Javier Mascherano donne ses consignes lors du Tournoi Maurice Revello 2022

Pensez-vous qu'il est possible de créer ce plan de jeu pendant les trêves internationales uniquement ? C'est différent de travailler sur ce point avec une équipe nationale et avec un club.

Oui, ce n'est pas facile. Les équipes nationales ne sont pas des clubs. C'est difficile de convaincre les joueurs quand vous avez votre modèle en tête. Mais nous essayons de nous entraîner avec eux chaque semaine autant que possible. J'en suis heureux car lorsqu'ils jouent, je peux voir mon idée sur le terrain. Il est évident que nous avons beaucoup de choses à améliorer et qu'il nous faudra du temps. Mais depuis que je suis avec eux, je commence à voir ce qu'ils font et à constater des choses qui me plaisent sur le terrain.

« Les nouvelles générations ne sont pas patientes »


Vous avez parlé de tactique. Nous avons vu un article avant le Tournoi dans les médias qui disait que lorsque vous avez été nommé entraîneur, vous avez introduit certaines règles comme l'interdiction du téléphone pendant les repas...

(Il coupe) Non, j'ai vu l'article mais ce n'est pas vrai. Nous avons des règles parce que dans une organisation, vous devez en avoir, mais ce n'est pas comme ça. Ce n'est pas l'armée (rires). Ce sont des joueurs professionnels, ils ont besoin d'aide mais non... Je n'ai pas besoin de les traiter comme des soldats. Ils sont bien éduqués, nous essayons d'être corrects avec les gens qui nous aident. Mais pour moi, ça ne marche pas comme ça.

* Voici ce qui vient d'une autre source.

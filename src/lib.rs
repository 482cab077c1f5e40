//! # a3s-acp
//!
//! Agent side of a JSON-RPC 2.0 agent-host protocol for A3S coding agents.
//!
//! ## Overview
//!
//! A host (editor, IDE, CLI) connects over stdio or a Unix socket, opens
//! sessions, and sends prompts. For each prompt the runtime relays the
//! conversation to a [`ModelClient`], dispatches the tool calls the model
//! asks for, negotiates permission with the host for sensitive tools, and
//! streams text and tool output back as `session/update` notifications.
//!
//! ## Quick Start
//!
//! ```rust,no_run
//! use std::sync::Arc;
//! use a3s_acp::{AgentServer, Runtime, RuntimeConfig};
//! use a3s_transport::{Framing, Transport};
//!
//! # async fn example() -> a3s_acp::Result<()> {
//! let runtime = Runtime::builder(RuntimeConfig::default())
//!     .with_builtins()
//!     .build()?;
//! let server = AgentServer::new(Arc::new(runtime));
//! let outcome = server.serve(Transport::stdio(Framing::Lines)).await?;
//! println!("stopped: {:?}", outcome);
//! # Ok(())
//! # }
//! ```
//!
//! ## Architecture
//!
//! - **AgentServer**: reads inbound messages and routes them by method
//! - **SessionManager**: session table, state machine, cancellation
//! - **PermissionGate**: policy tiers and host approval round-trips
//! - **ToolDispatcher**: bounded, timed, abortable tool execution
//! - **StreamMultiplexer**: merges per-origin output into one ordered stream
//! - **TemplateStore**: named prompt templates with `{placeholder}` variables

pub mod config;
pub mod connection;
pub mod error;
pub mod gate;
pub mod model;
pub mod multiplexer;
pub mod permissions;
pub mod prompts;
pub mod protocol;
pub mod runtime;
pub mod server;
pub mod session;
pub mod tools;
mod turn;

pub use config::{FramingKind, RuntimeConfig};
pub use connection::HostLink;
pub use error::{AcpError, Result};
pub use gate::{HostApprover, PermissionGate, PolicyDecision};
pub use model::{EchoModel, ModelClient, ModelEvent, ScriptedModel, TurnRequest};
pub use multiplexer::{ChunkPayload, ChunkSender, MuxEvent, Origin, StreamMultiplexer};
pub use permissions::{Decision, PermissionPolicy, PermissionRule, PermissionTier};
pub use prompts::{PromptTemplate, TemplateStore};
pub use protocol::{
    ContentBlock, EmbeddedResource, ResourceLink, StopReason, PROTOCOL_VERSION,
};
pub use runtime::{Runtime, RuntimeBuilder};
pub use server::{AgentServer, ServeOutcome};
pub use session::{
    Message, Payload, Role, Session, SessionManager, SessionMode, SessionSnapshot, SessionState,
    TurnHandle,
};
pub use tools::{
    handler_fn, ToolCall, ToolCallStatus, ToolContext, ToolDescriptor, ToolHandler, ToolOutput,
    ToolRegistry,
};
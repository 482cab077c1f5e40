//! Tool Registry
//!
//! Name-keyed table of tool descriptors. Populated once at startup, then
//! shared read-only behind an `Arc`; names can never be re-registered.

use serde::{Deserialize, Serialize};
use std::collections::HashMap;
use std::path::Path;
use std::sync::Arc;
use std::time::Duration;

use super::types::{ToolDescriptor, ToolSpec};
use crate::error::{AcpError, RegistryError, Result};
use crate::permissions::PermissionTier;

#[derive(Debug, Default)]
pub struct ToolRegistry {
    tools: HashMap<String, Arc<ToolDescriptor>>,
}

impl ToolRegistry {
    pub fn new() -> Self {
        Self::default()
    }

    /// Register a tool; a duplicate name is a startup-fatal error.
    pub fn register(
        &mut self,
        descriptor: ToolDescriptor,
    ) -> std::result::Result<(), RegistryError> {
        if self.tools.contains_key(&descriptor.name) {
            return Err(RegistryError::DuplicateTool(descriptor.name));
        }
        tracing::debug!(tier = ?descriptor.tier, "Registering tool: {}", descriptor.name);
        self.tools.insert(descriptor.name.clone(), Arc::new(descriptor));
        Ok(())
    }

    pub fn get(&self, name: &str) -> Option<Arc<ToolDescriptor>> {
        self.tools.get(name).cloned()
    }

    pub fn contains(&self, name: &str) -> bool {
        self.tools.contains_key(name)
    }

    /// Tool names, sorted
    pub fn names(&self) -> Vec<String> {
        let mut names: Vec<String> = self.tools.keys().cloned().collect();
        names.sort();
        names
    }

    /// Definitions offered to the model, sorted by name
    pub fn specs(&self) -> Vec<ToolSpec> {
        let mut specs: Vec<ToolSpec> = self.tools.values().map(|d| d.spec()).collect();
        specs.sort_by(|a, b| a.name.cmp(&b.name));
        specs
    }

    pub fn len(&self) -> usize {
        self.tools.len()
    }

    pub fn is_empty(&self) -> bool {
        self.tools.is_empty()
    }
}

/// Per-tool adjustments read from the bundle's `tools.yaml`
#[derive(Debug, Clone, Default, PartialEq, Serialize, Deserialize)]
#[serde(rename_all = "camelCase", default)]
pub struct ToolOverride {
    pub description: Option<String>,
    #[serde(alias = "permission")]
    pub tier: Option<PermissionTier>,
    pub timeout_ms: Option<u64>,
}

impl ToolOverride {
    pub fn apply(&self, mut descriptor: ToolDescriptor) -> ToolDescriptor {
        if let Some(description) = &self.description {
            descriptor.description = description.clone();
        }
        if let Some(tier) = self.tier {
            descriptor.tier = tier;
        }
        if let Some(ms) = self.timeout_ms {
            descriptor.timeout = Some(Duration::from_millis(ms));
        }
        descriptor
    }
}

/// Load `tools.yaml` (or `tools.json`) from a bundle; absent files yield none.
pub fn load_overrides(bundle: &Path) -> Result<HashMap<String, ToolOverride>> {
    for (file, yaml) in [("tools.yaml", true), ("tools.yml", true), ("tools.json", false)] {
        let path = bundle.join(file);
        if !path.is_file() {
            continue;
        }
        let content = std::fs::read_to_string(&path).map_err(|e| {
            AcpError::Config(format!("Failed to read {}: {}", path.display(), e))
        })?;
        let parsed: std::result::Result<HashMap<String, ToolOverride>, String> = if yaml {
            serde_yaml::from_str(&content).map_err(|e| e.to_string())
        } else {
            serde_json::from_str(&content).map_err(|e| e.to_string())
        };
        return parsed
            .map_err(|e| AcpError::Config(format!("Failed to parse {}: {}", path.display(), e)));
    }
    Ok(HashMap::new())
}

Vous avez vu plusieurs générations de joueurs en tant que joueur et maintenant en tant qu'entraîneur. Quelles sont les principales différences que vous avez remarquées entre votre génération, par exemple, et la génération de vos joueurs ?

Je pense que les nouvelles générations ne sont pas patientes, vous savez, elles veulent tout, tout de suite. C'est donc difficile, par exemple, si vous voulez les mettre devant la télévision, d'essayer d'avoir leur attention pendant une demi-heure. Et cela se produit aussi avec mes enfants, ils ont besoin de tout avoir rapidement, vite. Et la vie ne fonctionne pas comme ça. Parfois, il faut être patient pour arriver au sommet et, comme je le leur dis toujours, il faut le faire à sa façon, car dans le football, on peut arriver au même résultat de différentes manières. L'important, c'est le chemin que l'on prend. En Argentine, nous essayons donc de suivre notre chemin. J'essaie de les convaincre de nous suivre. 

Quel bilan dressez-vous de la participation de votre équipe au Tournoi Maurice Revello 2022 ?

Je peux dire que nous avons montré un bon niveau. Évidemment, nous sommes tristes à cause de notre défaite contre la France (2-6). Nous nous attendions avant le match à une rencontre très difficile parce qu'ils sont plus âgés que nous et qu'ils ont beaucoup plus d'expérience que nous, mais je pensais que nous pouvions rivaliser avec eux et essayer de faire le meilleur match. Nous n'avons pas pu le faire, c'est la vérité, mais nous avons terminé le tournoi de la meilleure façon contre le Japon (victoire 3-2).